A “pedagogy of silence” (Epstein, 2009) pervades classrooms when Immigration is the topic of study in the history curriculum for middle schoolers. Our classrooms are increasingly diverse, but the ‘white elephant’ emerges when teachers ignore, defer, minimize, or impede meaningful opportunities for students’ expression.  Over the last five years, media and national discourse on Immigration, and its’ ancillary pejorative terms: illegal, alien, reform, border security, walls, and deportation conjure up images via social media and television, but, too often through direct personal experiences. (Time for Kids, 2015). 

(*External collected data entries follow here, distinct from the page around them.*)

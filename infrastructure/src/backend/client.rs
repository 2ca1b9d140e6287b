//! Shared HTTP client for the hosted backend.
//!
//! One [`BackendClient`] is cloned into every adapter; it owns the base URL,
//! the publishable API key and (after sign-in) the user's access token.

use super::error::BackendError;
use reqwest::{Client, Method, RequestBuilder};
use std::time::Duration;

/// Connection settings for [`BackendClient`].
#[derive(Debug, Clone)]
pub struct BackendSettings {
    pub url: String,
    pub api_key: String,
    pub connect_timeout: Option<Duration>,
}

#[derive(Debug, Clone)]
pub struct BackendClient {
    http: Client,
    base_url: String,
    api_key: String,
    access_token: Option<String>,
}

impl BackendClient {
    pub fn new(settings: BackendSettings) -> Result<Self, BackendError> {
        let base_url = settings.url.trim().trim_end_matches('/').to_string();
        if base_url.is_empty() {
            return Err(BackendError::MissingUrl);
        }
        if !(base_url.starts_with("http://") || base_url.starts_with("https://")) {
            return Err(BackendError::InvalidUrl {
                url: base_url,
                reason: "expected an http:// or https:// URL".to_string(),
            });
        }

        let mut builder = Client::builder().user_agent(concat!("xylos/", env!("CARGO_PKG_VERSION")));
        if let Some(timeout) = settings.connect_timeout {
            builder = builder.connect_timeout(timeout);
        }

        Ok(Self {
            http: builder.build()?,
            base_url,
            api_key: settings.api_key,
            access_token: None,
        })
    }

    /// Use the signed-in user's token for storage and sign-out requests.
    pub fn with_access_token(mut self, token: Option<String>) -> Self {
        self.access_token = token;
        self
    }

    pub fn base_url(&self) -> &str {
        &self.base_url
    }

    pub fn has_access_token(&self) -> bool {
        self.access_token.is_some()
    }

    /// Request to an edge function, authorized with the API key.
    pub(crate) fn function(&self, name: &str) -> RequestBuilder {
        self.http
            .post(format!("{}/functions/v1/{}", self.base_url, name))
            .bearer_auth(&self.api_key)
    }

    /// Request to a storage table, authorized as the signed-in user.
    pub(crate) fn rest(&self, method: Method, table: &str) -> RequestBuilder {
        let token = self.access_token.as_deref().unwrap_or(&self.api_key);
        self.http
            .request(method, format!("{}/rest/v1/{}", self.base_url, table))
            .header("apikey", &self.api_key)
            .bearer_auth(token)
    }

    /// Request to the auth service.
    pub(crate) fn auth(&self, path: &str) -> RequestBuilder {
        self.http
            .post(format!("{}/auth/v1/{}", self.base_url, path))
            .header("apikey", &self.api_key)
    }

    /// Upload to object storage, authorized as the signed-in user.
    pub(crate) fn storage_upload(&self, bucket: &str, name: &str) -> RequestBuilder {
        let token = self.access_token.as_deref().unwrap_or(&self.api_key);
        self.http
            .post(format!(
                "{}/storage/v1/object/{}/{}",
                self.base_url, bucket, name
            ))
            .header("apikey", &self.api_key)
            .bearer_auth(token)
    }

    /// Public URL of an object in a public bucket.
    pub fn public_object_url(&self, bucket: &str, name: &str) -> String {
        format!(
            "{}/storage/v1/object/public/{}/{}",
            self.base_url, bucket, name
        )
    }
}

#[cfg(test)]
mod tests {
    use super::*;

    fn settings(url: &str) -> BackendSettings {
        BackendSettings {
            url: url.to_string(),
            api_key: "key".to_string(),
            connect_timeout: Some(Duration::from_secs(1)),
        }
    }

    #[test]
    fn test_trailing_slash_is_trimmed() {
        let client = BackendClient::new(settings("https://project.example/")).unwrap();
        assert_eq!(client.base_url(), "https://project.example");
    }

    #[test]
    fn test_missing_url() {
        assert!(matches!(
            BackendClient::new(settings("  ")),
            Err(BackendError::MissingUrl)
        ));
    }

    #[test]
    fn test_invalid_scheme() {
        assert!(matches!(
            BackendClient::new(settings("ftp://project.example")),
            Err(BackendError::InvalidUrl { .. })
        ));
    }

    #[test]
    fn test_access_token() {
        let client = BackendClient::new(settings("http://localhost:54321"))
            .unwrap()
            .with_access_token(Some("jwt".into()));
        assert!(client.has_access_token());
    }

    #[test]
    fn test_public_object_url() {
        let client = BackendClient::new(settings("https://project.example/")).unwrap();
        assert_eq!(
            client.public_object_url("avatars", "u1.png"),
            "https://project.example/storage/v1/object/public/avatars/u1.png"
        );
    }
}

         In Arizona, my home state, the Republican controlled state legislature passed Senate Bill (SB107), signed into law by former Governor, Jan Brewer (Republican), before the U.S. Supreme Court ruled that for police to pull over and demand identifcation from someone based on their ethnicity or "looks" iwas unconstitutional, (Lo Giurato, 2012). 

         In Italy, where the author lived, taught and directed a study abroad semester with 10 teacher candidates, who completed 50 hours of practice teaching in elementary in  middle schools in one city,  the term “immigration” held  levels of meaning, other than the exodus of more than 11 million Italians at the turn of the 20th century for the Americas. (Willis, 2005). 

This arts-based study, in keeping with the theme of the 2017 EERA annual meeting, acknowledges how students perceive text, images, identities, and cultural phenomena, related to Immigration based upon their “thinking,” rather than content “knowledge.” 

It considers three overriding questions: (1) Does the curriculum meaning of “immigration” differ from a kids’ point of view?  (2) Do we differentiate kids’ thinking and kids’ knowing? (3) Should we, as educators and researchers, care to make the distinction, and can that be accomplished through students' visual art?

Michael Polanyi’s (1967) research on tacit knowledge, “the belief that creative acts (especially acts of discovery) are shot-through or charged with strong personal feelings and commitments” is employed as the conceptual framework in this study, on how kids view the term, “Immigration” through their original visual art.  Polanyi (1967) termed the pre-logical phase of knowing as “tacit knowledge” and theorized that, “we can know more than we can tell.” 

     This study’s significance is timely.  Current immigration realities, issues, policies, and the rise of nationalistic movements, present a montage of images, media, and rhetoric that filter into the mainstream frame of reference. (Barber, 2016). For our most vulnerable students, words cannot express the depth of their ‘thinking,” on the construct ­of Immigration.   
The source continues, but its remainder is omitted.